ABSTRACT
Chronic obstructive pulmonary disease (COPD) and idiopathic pulmonary fibrosis (IPF) are two devastating
chronic lung diseases associated with aging and with a common environmental risk factor, cigarette smoking,
but with differing physiology and pathology, which may be due to genetics. Our group has led two large-scale
COPD genome-wide association studies (GWASs), identifying five loci (near FAM13A, DSP, MAPT-KANSL1,
ZKSCAN1, and STN1) where the genetic variant alleles associated with an increased COPD risk are associated
with a decreased IPF risk. These opposite risk loci may reside in regulatory elements that act as “molecular
switches” in disease-relevant cell types that impact gene expression to shunt biologic processes toward
producing a COPD or IPF end-phenotype.

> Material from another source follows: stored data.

//! Loop configuration and accounting.
//!
//! This module holds what surrounds the reactor without taking part in its
//! coordination:
//! - the [`LoopBuilder`](builder::LoopBuilder) configuration layer,
//! - the monotonic clock and process-wide setup,
//! - event and idle-time accounting.

pub(crate) mod builder;
pub(crate) mod metrics;
pub(crate) mod time;
//! Internal utilities.
//!
//! Small building blocks that are not tied to a specific part of the loop.

pub(crate) mod backoff;
//! Wake signal and one-shot timer.
//!
//! The wake signal is the single suspension point of the loop thread. It
//! behaves like an event flag: any thread may set it, the loop thread waits
//! on it (optionally bounded by a [`OneShotTimer`]) and clears it before
//! consuming the pending-flags bitmask.

use super::poller::platform::{sys_pipe, sys_poll, sys_read, sys_write};
use crate::error::fatal;

use libc::{POLLIN, c_int, pollfd};
use std::io;
use std::os::fd::{AsRawFd, OwnedFd};
use std::time::{Duration, Instant};

/// Settable, waitable event flag backed by a self-pipe.
///
/// The flag is set while the pipe holds at least one byte. A full pipe
/// means the flag is already set, so [`set`](Self::set) never blocks.
pub(crate) struct WakeSignal {
    reader: OwnedFd,
    writer: OwnedFd,
}

impl WakeSignal {
    /// Reserves the pipe backing the signal.
    pub(crate) fn new() -> io::Result<Self> {
        let (reader, writer) = sys_pipe()?;

        Ok(Self { reader, writer })
    }

    /// Sets the flag. Callable from any thread.
    pub(crate) fn set(&self) {
        loop {
            match sys_write(self.writer.as_raw_fd(), &[1]) {
                Ok(_) => return,
                Err(e) if e.kind() == io::ErrorKind::WouldBlock => return,
                Err(e) if e.kind() == io::ErrorKind::Interrupted => continue,
                Err(e) => fatal("wake signal set", e),
            }
        }
    }

    /// Returns `true` if the flag is currently set, without consuming it.
    pub(crate) fn is_set(&self) -> bool {
        self.poll_reader(0).is_some_and(|n| n > 0)
    }

    /// Blocks until the flag is set or the timer expires.
    ///
    /// An unarmed timer means wait indefinitely. The flag is left set; use
    /// [`clear`](Self::clear) to consume it.
    pub(crate) fn wait(&self, timer: &OneShotTimer) {
        loop {
            let timeout_ms = timer.remaining().map_or(-1, millis_ceil);

            match self.poll_reader(timeout_ms) {
                Some(0) if !timer.expired() => continue,
                Some(_) => return,
                None => continue,
            }
        }
    }

    /// Clears the flag by draining every queued byte.
    pub(crate) fn clear(&self) {
        let mut buf = [0u8; 64];

        loop {
            match sys_read(self.reader.as_raw_fd(), &mut buf) {
                Ok(n) if n == buf.len() => continue,
                Ok(_) => return,
                Err(e) if e.kind() == io::ErrorKind::WouldBlock => return,
                Err(e) if e.kind() == io::ErrorKind::Interrupted => continue,
                Err(e) => fatal("wake signal clear", e),
            }
        }
    }

    /// Polls the read end once. `None` means the call was interrupted.
    fn poll_reader(&self, timeout_ms: c_int) -> Option<usize> {
        let mut fds = [pollfd {
            fd: self.reader.as_raw_fd(),
            events: POLLIN,
            revents: 0,
        }];

        match sys_poll(&mut fds, timeout_ms) {
            Ok(n) => Some(n),
            Err(e) if e.kind() == io::ErrorKind::Interrupted => None,
            Err(e) => fatal("wake signal wait", e),
        }
    }
}

/// A one-shot deadline bounding a single wake-signal wait.
#[derive(Debug, Default)]
pub(crate) struct OneShotTimer {
    deadline: Option<Instant>,
}

impl OneShotTimer {
    /// Creates an unarmed timer.
    pub(crate) fn new() -> Self {
        Self { deadline: None }
    }

    /// Arms the timer to fire `after` from now, replacing any earlier deadline.
    ///
    /// A deadline too far out to represent leaves the timer unarmed.
    pub(crate) fn arm(&mut self, after: Duration) {
        self.deadline = Instant::now().checked_add(after);
    }

    /// Disarms the timer, whether or not it already fired.
    pub(crate) fn cancel(&mut self) {
        self.deadline = None;
    }

    /// Time left before the deadline, `None` when unarmed.
    pub(crate) fn remaining(&self) -> Option<Duration> {
        self.deadline
            .map(|deadline| deadline.saturating_duration_since(Instant::now()))
    }

    /// Returns `true` once an armed deadline has passed.
    pub(crate) fn expired(&self) -> bool {
        self.deadline
            .is_some_and(|deadline| Instant::now() >= deadline)
    }
}

/// Rounds up to whole milliseconds so a wait never returns before its deadline.
fn millis_ceil(duration: Duration) -> c_int {
    duration
        .as_nanos()
        .div_ceil(1_000_000)
        .min(c_int::MAX as u128) as c_int
}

However, GWASs do not directly implicate the functional
consequence of genetic variants or the effector genes, cell types, or gene regulatory networks through which the
genetic variants are acting. MicroRNAs, which have been implicated in the pathogenesis of both COPD and IPF,
modulate gene expression levels and may impact the gene regulatory networks at the opposite risk loci. The
goal of this project is to define COPD/IPF opposite risk loci and describe the functional mechanisms, effector
genes, and relevant lung cell types through which these opposite risk loci are acting. We hypothesize that
opposite risk genetic loci for COPD and IPF are due to shared causal variants acting as molecular switches
through regulatory elements affecting gene expression in specific lung cell types. Furthermore, we hypothesize
that these molecular switches are marked by discrete microRNA and RNA differences as well as divergent gene
regulatory networks in COPD compared to IPF lung tissue. To address these hypotheses, we propose a series
of investigations starting by refining the five known COPD/IPF opposite risk loci and identifying new opposite risk
loci using expanded COPD and IPF GWASs and TOPMed WGS data. Next, we will perform joint single nucleus
Assay for Transposase-Accessible Chromatin sequencing (snATAC-seq) and snRNA-seq in COPD and IPF lung
tissue from the Lung Tissue Research Consortium (LTRC) to predict the disease-specific and lung cell-type-
specific regulatory elements and effector genes at each of the COPD/IPF opposite risk loci. We will use CRISPR
interference genome editing in implicated cell types to functionally validated predicted relationships of regulatory
elements to effector genes. Next, we will generate microRNA sequencing data in IPF lung tissue from the LTRC
and build disease-specific gene regulatory networks integrating genetic, microRNA, and RNA data at each
opposite risk locus. We will highlight therapeutic opportunities by assessing these gene regulatory networks for
drug-related pathway enrichment. We will then examine the COPD- and IPF-related cellular phenotypes that
result from perturbations (CRISPR interference, CRISPR activation, and microRNA targeting) of the genes in
the opposite risk loci gene regulatory networks. This study will help define the pathobiology and improve our
understanding of the susceptibility for the two most deadly chronic lung diseases.